Il 16 gennaio, infatti, gli artisti dell’Ex-Q insieme al circolo di Rifondazione Comunista hanno disegnato con le buste di plastica una gigantesca balena spiaggiata sul bagnasciuga del Terzo Pettine di Platamona, simbolo della protesta contro il danno ecologico determinato dalla fuoriuscita di combustibile degli impianti di Fiumesanto.
“La balena non è solo il simbolo dei pesci spazzati via dalla marea nera, ma più in generale di un intero ecosistema gravemente compromesso da una ingiustificabile negligenza della multinazionale E.On”, hanno spiegato gli artefici dell’operazione ‘Black fish’.
Decine di chilometri di spiaggia nel sassarese sono stati invasi infatti da cumuli di catrame che, dopo aver ucciso i pesci in mare, si insinuano ora in profondità nella sabbia.
Sotto la sabbia, insieme al petrolio, sembra stia finendo però anche l’intero disastro avvenuto soltanto una settimana fa in Sardegna.
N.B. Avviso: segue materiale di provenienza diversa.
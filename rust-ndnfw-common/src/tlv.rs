//! TLV (Type‑Length‑Value) encoding and decoding utilities.
//!
//! NDN encodes both TLV-TYPE and TLV-LENGTH as VAR-NUMBER: one octet below 253,
//! otherwise a marker octet followed by a 2, 4 or 8 octet big-endian number.

use bytes::{BufMut, BytesMut};

/* ---------------------------------------------------------------- *
 * TLV type constants
 * ---------------------------------------------------------------- */

pub const TT_IMPLICIT_SHA256_DIGEST: u64 = 0x01;
pub const TT_PARAMETERS_SHA256_DIGEST: u64 = 0x02;
pub const TT_NAME: u64 = 0x07;
pub const TT_GENERIC_NAME_COMPONENT: u64 = 0x08;

/// Largest valid name component TLV-TYPE.
pub const MAX_COMPONENT_TYPE: u64 = 0x7FFF;

/// Octet length of a SHA-256 digest component.
pub const DIGEST_LENGTH: usize = 32;

/* ---------------------------------------------------------------- *
 * Encoding helpers
 * ---------------------------------------------------------------- */

/// Encode a VAR-NUMBER.
///
/// * `< 253`  → 1 byte
/// * `≤ 65 535`  → marker 253 + 2‑byte number
/// * `≤ u32::MAX` → marker 254 + 4‑byte number
/// * otherwise → marker 255 + 8‑byte number
pub fn encode_var_number(buf: &mut BytesMut, n: u64) {
    if n < 253 {
        buf.put_u8(n as u8);
    } else if n <= 0xFFFF {
        buf.put_u8(253);
        buf.put_u16(n as u16);
    } else if n <= 0xFFFF_FFFF {
        buf.put_u8(254);
        buf.put_u32(n as u32);
    } else {
        buf.put_u8(255);
        buf.put_u64(n);
    }
}

/// Encode one TLV element.
pub fn encode_tlv(buf: &mut BytesMut, tlv_type: u64, value: &[u8]) {
    encode_var_number(buf, tlv_type);
    encode_var_number(buf, value.len() as u64);
    buf.extend_from_slice(value);
}

/// Number of bytes required to encode `n` as VAR-NUMBER.
pub fn var_number_size(n: u64) -> usize {
    if n < 253 {
        1
    } else if n <= 0xFFFF {
        3
    } else if n <= 0xFFFF_FFFF {
        5
    } else {
        9
    }
}

/* ---------------------------------------------------------------- *
 * Decoding helpers
 * ---------------------------------------------------------------- */

/// Decode a VAR-NUMBER at the start of `input`.
///
/// Returns the number and how many octets it occupied, or `None` if `input`
/// ends before the number does.
pub fn decode_var_number(input: &[u8]) -> Option<(u64, usize)> {
    let (&first, rest) = input.split_first()?;
    match first {
        0..=252 => Some((first as u64, 1)),
        253 => {
            let b: [u8; 2] = rest.get(..2)?.try_into().ok()?;
            Some((u16::from_be_bytes(b) as u64, 3))
        }
        254 => {
            let b: [u8; 4] = rest.get(..4)?.try_into().ok()?;
            Some((u32::from_be_bytes(b) as u64, 5))
        }
        255 => {
            let b: [u8; 8] = rest.get(..8)?.try_into().ok()?;
            Some((u64::from_be_bytes(b), 9))
        }
    }
}

/// TLV header located inside a buffer.
#[derive(Debug, Clone, Copy, PartialEq, Eq)]
pub struct TlvHeader {
    pub tlv_type: u64,
    /// TLV-LENGTH.
    pub length: usize,
    /// Offset of TLV-VALUE relative to the start of the element.
    pub value_offset: usize,
}

impl TlvHeader {
    /// Total encoded size of the element.
    pub fn size(&self) -> usize {
        self.value_offset + self.length
    }
}

/// Decode the TLV-TYPE and TLV-LENGTH of the element at the start of `input`,
/// checking that TLV-VALUE fits in `input`.
pub fn decode_tlv_header(input: &[u8]) -> Option<TlvHeader> {
    let (tlv_type, t_len) = decode_var_number(input)?;
    let (length, l_len) = decode_var_number(&input[t_len..])?;
    let length = usize::try_from(length).ok()?;
    let value_offset = t_len + l_len;
    if input.len() - value_offset < length {
        return None;
    }
    Some(TlvHeader {
        tlv_type,
        length,
        value_offset,
    })
}
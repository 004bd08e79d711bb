//! Forwarding core for the NDN forwarder.
//!
//! This crate provides the Pending Interest Table, the FIB, forwarding
//! strategies, per-path congestion control, and the Interest/Data/Nack
//! pipeline that ties them together, plus a dispatcher running one pipeline
//! per tokio worker task.

pub mod config;
pub mod congestion;
pub mod dispatch;
pub mod fib;
pub mod fwd;
pub mod pit;
pub mod strategy;

pub use config::FwdConfig;
pub use dispatch::{DispatchError, Dispatcher};
pub use fib::{Fib, FibEntry};
pub use fwd::{DropReason, FaceTable, Forwarder, FwdCounters, RxOutcome};
pub use strategy::{SgCtx, SgEvent, SgForwardResult, Strategy, StrategyRegistry};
La macchia nera, stavolta tutta italiana, non sta infatti sporcando le pagine dei grandi giornali (e telegiornali) che appaiono disinteressati al disastro ambientale.
Il silenzio dei grandi media risulta però assordante per tutti quei cittadini preoccupati per le sorti della loro isola, troppo spesso ricordata soltanto per i ‘vip’ che lì trascorrono le vacanze estive, e per tutti coloro che vedono umiliato il più grande tesoro dell’Italia: l’ambiente.
fonte: ilcambiamento.it


 



venerdì, gennaio 28, 2011


La rabbia di Porto Torres



SOLTANTO per un caso la marea nera non ha invaso il Parco Nazionale dell’Asinara e non ha toccato spiagge rinomate come Stintino. Il danno però non è meno grave: martedì 11 gennaio nel Nord della Sardegna, 20 metri cubi (questa la cifra ufficiale, ma c’è chi dubita sia quella reale) di olio combustibile si sono riversati in mare durante un’operazione di scarico da una nave alla centrale termoelettrica di Fiumesanto, nel comune di Porto Torres.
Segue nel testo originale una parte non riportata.